Gjerstand and Smith’s careful analysis of a) the statistics of mortgage-backed housing loans prior to the 1929 Crash and subsequent recession of the 1930’s, b) the downturn in the equities market between December, 1999 and September, 2002, and c) the Great Recession beginning in 2006 leads them to conclude that the major causes of all three crises were eroded lending standards and excessive credit, especially credit pre-1929 and pre-2006 for low price-tier housing.

Functional Macroeconomic Dynamics (FMD) identifies the condition of dynamic equilibrium as the adjustment of savings and investment to the changing requirements of the succession of phases of the creative-destructive process. It carefully explains how this adjustment is related to migrations among income strata.[1] In their analyses of propensities and abilities to save and spend, Gjerstad, Smith, and Lonergan are careful to distinguish among income strata. Case Shiller uses house-price strata. In contrast, the Fed’s gross ratios of amounts of debt service for mortgages and for consumer credit to disposable income are useless.
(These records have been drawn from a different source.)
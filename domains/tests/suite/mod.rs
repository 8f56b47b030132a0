mod cart;
mod email;
mod package;
mod payment;
//! Constructors and predicates over `Result`.
//!
//! `Result` already is the two-variant outcome type. These free functions
//! exist so that pipelines can be started without spelling out both type
//! parameters, e.g. `ok::<_, CartError>(cart)`.

pub fn ok<T, E>(data: T) -> Result<T, E> {
    Ok(data)
}

pub fn error<T, E>(err: E) -> Result<T, E> {
    Err(err)
}

#[must_use]
pub fn is_ok<T, E>(result: &Result<T, E>) -> bool {
    result.is_ok()
}

#[must_use]
pub fn is_error<T, E>(result: &Result<T, E>) -> bool {
    result.is_err()
}
use std::convert::Infallible;
use std::fmt;

use crate::context::Context;
use crate::pipeline::{Pipeline, pipe_result};

/// A [`Pipeline`] that also threads a context through the chain.
///
/// The short-circuit rule is the same: after the first error no success-path
/// closure runs, including [`set_context`](Self::set_context). Steps receive
/// the context as of their own link, so a value stored early is readable by
/// every later step.
///
/// `C` is the context shape. It defaults to the dynamic [`Context`], but any
/// type works; `set_context` returns a fresh `C` rather than mutating one.
#[derive(Debug, Clone)]
#[must_use = "a pipeline does nothing until it is turned back into a value"]
pub struct ContextPipeline<T, E, C = Context> {
    result: Result<T, E>,
    context: C,
}

/// Wrap `result` with an empty [`Context`].
pub fn pipe_result_with_context<T, E>(result: Result<T, E>) -> ContextPipeline<T, E> {
    pipe_with_context(result, Context::new())
}

/// Wrap `result` with a caller-defined context shape.
pub fn pipe_with_context<T, E, C>(result: Result<T, E>, context: C) -> ContextPipeline<T, E, C> {
    ContextPipeline { result, context }
}

impl<T, E, C> ContextPipeline<T, E, C> {
    #[must_use]
    pub fn is_ok(&self) -> bool {
        self.result.is_ok()
    }

    #[must_use]
    pub fn is_error(&self) -> bool {
        self.result.is_err()
    }

    /// The context as of this link.
    #[must_use]
    pub fn context(&self) -> &C {
        &self.context
    }

    /// Compute the next context from the current data. Runs on `Ok` only and
    /// leaves the result untouched.
    pub fn set_context(self, f: impl FnOnce(&T, &C) -> C) -> Self {
        let context = match &self.result {
            Ok(data) => f(data, &self.context),
            Err(_) => self.context,
        };
        Self {
            result: self.result,
            context,
        }
    }

    pub fn map<R>(self, f: impl FnOnce(T, &C) -> R) -> ContextPipeline<R, E, C> {
        let Self { result, context } = self;
        let result = result.map(|data| f(data, &context));
        ContextPipeline { result, context }
    }

    pub fn flat_map<R, F>(self, f: impl FnOnce(T, &C) -> Result<R, F>) -> ContextPipeline<R, E, C>
    where
        F: Into<E>,
    {
        let Self { result, context } = self;
        let result = result.and_then(|data| f(data, &context).map_err(Into::into));
        ContextPipeline { result, context }
    }

    pub fn map_error<F>(self, f: impl FnOnce(E) -> F) -> ContextPipeline<T, F, C> {
        ContextPipeline {
            result: self.result.map_err(f),
            context: self.context,
        }
    }

    pub fn widen_error<U>(self) -> ContextPipeline<T, U, C>
    where
        E: Into<U>,
    {
        self.map_error(Into::into)
    }

    pub fn tap(self, f: impl FnOnce(&T, &C)) -> Self {
        if let Ok(data) = &self.result {
            f(data, &self.context);
        }
        self
    }

    pub fn tap_error(self, f: impl FnOnce(&E, &C)) -> Self {
        if let Err(err) = &self.result {
            f(err, &self.context);
        }
        self
    }

    pub fn filter(self, predicate: impl FnOnce(&T, &C) -> bool, rejection: impl Into<E>) -> Self {
        let Self { result, context } = self;
        let result = result.and_then(|data| {
            if predicate(&data, &context) {
                Ok(data)
            } else {
                Err(rejection.into())
            }
        });
        Self { result, context }
    }

    pub fn recover(self, f: impl FnOnce(E, &C) -> T) -> ContextPipeline<T, Infallible, C> {
        let Self { result, context } = self;
        let data = result.unwrap_or_else(|err| f(err, &context));
        ContextPipeline {
            result: Ok(data),
            context,
        }
    }

    /// Drop the context and continue as a plain [`Pipeline`].
    pub fn into_pipeline(self) -> Pipeline<T, E> {
        pipe_result(self.result)
    }

    #[must_use]
    pub fn into_parts(self) -> (Result<T, E>, C) {
        (self.result, self.context)
    }

    #[must_use]
    pub fn into_result(self) -> Result<T, E> {
        self.result
    }

    #[must_use]
    pub fn unwrap_or(self, default: T) -> T {
        self.result.unwrap_or(default)
    }

    pub fn unwrap_or_else(self, f: impl FnOnce(E) -> T) -> T {
        self.result.unwrap_or_else(f)
    }

    #[track_caller]
    pub fn unwrap(self) -> T
    where
        E: fmt::Debug,
    {
        self.into_pipeline().unwrap()
    }
}

impl<T, C> ContextPipeline<T, Infallible, C> {
    pub fn into_ok(self) -> T {
        self.into_pipeline().into_ok()
    }
}
//! Cart lifecycle scenarios

use std::cell::Cell;

use statecraft_core::{ContextKey, pipe_ok, pipe_result_with_context};
use statecraft_domains::cart::{
    CartError, Item, OpenCart, OpenCartHandlers, add_item, create_cart, pay, remove_item,
};

use crate::common::init_tracing;

fn item(id: &str, price: u64) -> Item {
    Item::new(id, price).expect("test fixture must be a valid item")
}

#[test]
fn cart_is_filled_trimmed_and_paid() {
    init_tracing();

    let result = pipe_ok::<_, CartError>(create_cart())
        .flat_map(|cart| add_item(cart, item("1", 100)))
        .flat_map(|cart| add_item(cart, item("2", 25)))
        .flat_map(|cart| remove_item(cart, "1"))
        .flat_map(pay)
        .into_result();

    let paid = result.expect("checkout should succeed");
    assert_eq!(paid.tag(), "Paid");
    let ids: Vec<&str> = paid.value().items.iter().map(Item::id).collect();
    assert_eq!(ids, vec!["2"]);
    assert_eq!(paid.value().total, 25);
}

#[test]
fn duplicate_item_short_circuits_the_rest_of_the_chain() {
    init_tracing();
    let later_steps = Cell::new(0);

    let result = pipe_ok::<_, CartError>(create_cart())
        .flat_map(|cart| add_item(cart, item("1", 100)))
        .flat_map(|cart| add_item(cart, item("1", 100)))
        .tap(|_| later_steps.set(later_steps.get() + 1))
        .flat_map(|cart| {
            later_steps.set(later_steps.get() + 1);
            add_item(cart, item("3", 5))
        })
        .map(|cart| {
            later_steps.set(later_steps.get() + 1);
            cart
        })
        .flat_map(|cart| {
            later_steps.set(later_steps.get() + 1);
            pay(cart)
        })
        .into_result();

    let err = result.unwrap_err();
    assert_eq!(err.code(), "ItemAlreadyInCart");
    assert_eq!(err, CartError::ItemAlreadyInCart { id: "1".to_owned() });
    assert_eq!(later_steps.get(), 0);
}

#[test]
fn discount_stored_early_is_read_at_payment() {
    const DISCOUNT: ContextKey<u64> = ContextKey::new("discount");

    let due = pipe_result_with_context(Ok::<_, CartError>(create_cart()))
        .set_context(|_, ctx| ctx.set(DISCOUNT, 10))
        .flat_map(|cart, _| add_item(cart, item("1", 100)))
        .flat_map(|cart, _| add_item(cart, item("2", 30)))
        .flat_map(|cart, _| pay(cart))
        .map(|paid, ctx| paid.value().total - ctx.get(DISCOUNT).copied().unwrap_or(0))
        .into_result();

    assert_eq!(due, Ok(120));
}

#[test]
fn open_cart_dispatch_matches_its_state() {
    let empty = create_cart();
    let active: OpenCart = add_item(create_cart(), item("1", 1)).unwrap().into();

    for cart in [empty, active] {
        let expected = cart.tag();
        let calls = Cell::new(0);
        let seen = cart.match_tag(OpenCartHandlers {
            empty: Box::new(|c| {
                calls.set(calls.get() + 1);
                c.tag()
            }),
            active: Box::new(|c| {
                calls.set(calls.get() + 1);
                c.tag()
            }),
        });
        assert_eq!(seen, expected);
        assert_eq!(calls.get(), 1);
    }
}
//! Tagged values for Statecraft.
//!
//! This crate contains the nominal tagging primitive used to encode domain
//! states and validated primitives as distinct types. No IO, no async.
//!
//! - [`Tag`] names a variant and fixes the type of its payload.
//! - [`Tagged`] pairs a tag with a payload. Two tags with structurally equal
//!   payloads are still different types.
//! - [`tag!`] declares tag types, [`tagged_union!`] declares a closed set of
//!   tagged variants with exhaustive dispatch via `match_tag`.

mod tagged;
mod union;

pub use tagged::{Tag, TagMismatch, Tagged, create_tagged};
FMD emphasizes that the purpose of savings is sound investment and the purpose of increased credit is to support increased sound expansionary investment – sound because it does not deviate beyond the constraints imposed by technical relations. Lonergan refers to this adjustment as the “balance of the crossovers” between the basic and surplus circuits. FMD prescribes that credit for justified expansion should enter the operative circuits from the banking system through (S’-s’O’) and (S”-s”O”).[2] Thus the new money – granted on sound credit standards related to technical boundaries – facilitates an expansion of justified production rather than an inflation of prices caused by irresponsible loans through (D’-s’I’) and (D”-s”I”) swelling the monetary demand for existing products. New money is for sound expansion; and expansion of technically-justified transactions is the primary justification for new money.

The banking system is responsible for making financially justified loans. Expansion should not be excessive. Credit standards should not be destroyed so as to make defaults inevitable. It should not outstrip the ability of participants to pay for it. Expansion is limited by the possibilities afforded by the economy’s “conditions of physical geography and the cultural, political, and technical development of the population.” A normative theoretical framework is required.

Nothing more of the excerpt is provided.